● Directions for this task
Once you reach the line containing "the longname when", reproduce it and every later line exactly, through the end of the data.

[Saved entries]
= Beginning of Section =

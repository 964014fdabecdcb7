//! Raw doc records.
//!
//! A [`RawRecord`] is a read-only projection of one JSON object from the
//! documentation dump. Every field is optional at the serde level: shape
//! mismatches are tolerated field-by-field rather than validated up front.
//! Accessor methods apply the defaulting rules the rest of the pipeline
//! relies on (empty string for missing text, etc.).

use serde::Deserialize;
use serde_json::Value;

/// Marker substring identifying inner/private longnames, which are excluded
/// from the graph (e.g. `Engine.Game~privateThing`).
pub const INNER_MARKER: char = '~';

/// Top-level shape of a documentation dump: `{ "docs": [ ... ] }`.
///
/// Elements are kept as raw values so one malformed record can be skipped
/// without aborting the whole build.
#[derive(Debug, Deserialize)]
pub struct DocDump {
    pub docs: Vec<Value>,
}

/// Declared type annotation: `{ "names": ["number", "string"] }`.
#[derive(Debug, Clone, Default, PartialEq, Deserialize)]
pub struct TypeInfo {
    #[serde(default)]
    pub names: Vec<String>,
}

/// One parameter record attached to a function or class constructor.
#[derive(Debug, Clone, Default, Deserialize)]
#[serde(default)]
pub struct ParamRecord {
    pub name: Option<String>,
    pub description: Option<String>,
    pub defaultvalue: Option<Value>,
    pub optional: Option<bool>,
    #[serde(rename = "type")]
    pub type_info: Option<TypeInfo>,
}

/// One `returns` entry of a function record. Only the first entry is used.
#[derive(Debug, Clone, Default, Deserialize)]
#[serde(default)]
pub struct ReturnRecord {
    #[serde(rename = "type")]
    pub type_info: Option<TypeInfo>,
    pub description: Option<String>,
}

/// Source metadata carried by a record.
#[derive(Debug, Clone, Default, Deserialize)]
#[serde(default)]
pub struct MetaRecord {
    pub path: Option<String>,
    pub filename: Option<String>,
    pub lineno: Option<u32>,
    /// Byte range `[start, end]`; absent when the generator had no offsets.
    pub range: Option<Vec<i64>>,
}

/// Read-only projection of one JSON object describing a documented element.
#[derive(Debug, Clone, Default, Deserialize)]
#[serde(default)]
pub struct RawRecord {
    pub kind: Option<String>,
    pub longname: Option<String>,
    pub name: Option<String>,
    pub memberof: Option<String>,
    pub scope: Option<String>,
    pub access: Option<String>,
    pub description: Option<String>,
    pub classdesc: Option<String>,
    #[serde(rename = "type")]
    pub type_info: Option<TypeInfo>,
    pub defaultvalue: Option<Value>,
    pub readonly: Option<bool>,
    #[serde(rename = "isEnum")]
    pub is_enum: Option<bool>,
    pub augments: Option<Vec<String>>,
    pub params: Option<Vec<ParamRecord>>,
    pub returns: Option<Vec<ReturnRecord>>,
    pub meta: Option<MetaRecord>,
}

impl RawRecord {
    pub fn kind(&self) -> &str {
        self.kind.as_deref().unwrap_or("")
    }

    pub fn longname(&self) -> &str {
        self.longname.as_deref().unwrap_or("")
    }

    /// Short name of the element. Falls back to the last dotted segment of
    /// the longname when the record carries no `name` field.
    pub fn name(&self) -> &str {
        match self.name.as_deref() {
            Some(name) if !name.is_empty() => name,
            _ => short_name(self.longname()),
        }
    }

    /// Declared parent-container reference. `None` when absent or empty.
    pub fn memberof(&self) -> Option<&str> {
        self.memberof.as_deref().filter(|m| !m.is_empty())
    }

    pub fn help(&self) -> &str {
        self.description.as_deref().unwrap_or("")
    }

    /// Class help text: `description` falling back to `classdesc`.
    pub fn class_help(&self) -> &str {
        self.description
            .as_deref()
            .or(self.classdesc.as_deref())
            .unwrap_or("")
    }

    /// Explicitly declared type names, when the record has a `type` field.
    pub fn type_names(&self) -> Option<&[String]> {
        self.type_info.as_ref().map(|t| t.names.as_slice())
    }

    pub fn is_static_scope(&self) -> bool {
        self.scope.as_deref() == Some("static")
    }

    /// True when visibility is explicitly private.
    pub fn is_private(&self) -> bool {
        self.access.as_deref() == Some("private")
    }

    /// True when the longname carries the inner/private marker.
    pub fn is_inner(&self) -> bool {
        self.longname().contains(INNER_MARKER)
    }

    pub fn is_enum(&self) -> bool {
        self.is_enum.unwrap_or(false)
    }
}

/// Last dotted segment of a longname (`"Engine.Game"` → `"Game"`).
pub fn short_name(longname: &str) -> &str {
    longname.rsplit('.').next().unwrap_or(longname)
}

= End of Section =

● Written solution
    /// the longname when the record carries no `name` field.
    pub fn name(&self) -> &str {
        match self.name.as_deref() {
            Some(name) if !name.is_empty() => name,
            _ => short_name(self.longname()),
        }
    }

    /// Declared parent-container reference. `None` when absent or empty.
    pub fn memberof(&self) -> Option<&str> {
        self.memberof.as_deref().filter(|m| !m.is_empty())
    }

    pub fn help(&self) -> &str {
        self.description.as_deref().unwrap_or("")
    }

    /// Class help text: `description` falling back to `classdesc`.
    pub fn class_help(&self) -> &str {
        self.description
            .as_deref()
            .or(self.classdesc.as_deref())
            .unwrap_or("")
    }

    /// Explicitly declared type names, when the record has a `type` field.
    pub fn type_names(&self) -> Option<&[String]> {
        self.type_info.as_ref().map(|t| t.names.as_slice())
    }

    pub fn is_static_scope(&self) -> bool {
        self.scope.as_deref() == Some("static")
    }

    /// True when visibility is explicitly private.
    pub fn is_private(&self) -> bool {
        self.access.as_deref() == Some("private")
    }

    /// True when the longname carries the inner/private marker.
    pub fn is_inner(&self) -> bool {
        self.longname().contains(INNER_MARKER)
    }

    pub fn is_enum(&self) -> bool {
        self.is_enum.unwrap_or(false)
    }
}

/// Last dotted segment of a longname (`"Engine.Game"` → `"Game"`).
pub fn short_name(longname: &str) -> &str {
    longname.rsplit('.').next().unwrap_or(longname)
}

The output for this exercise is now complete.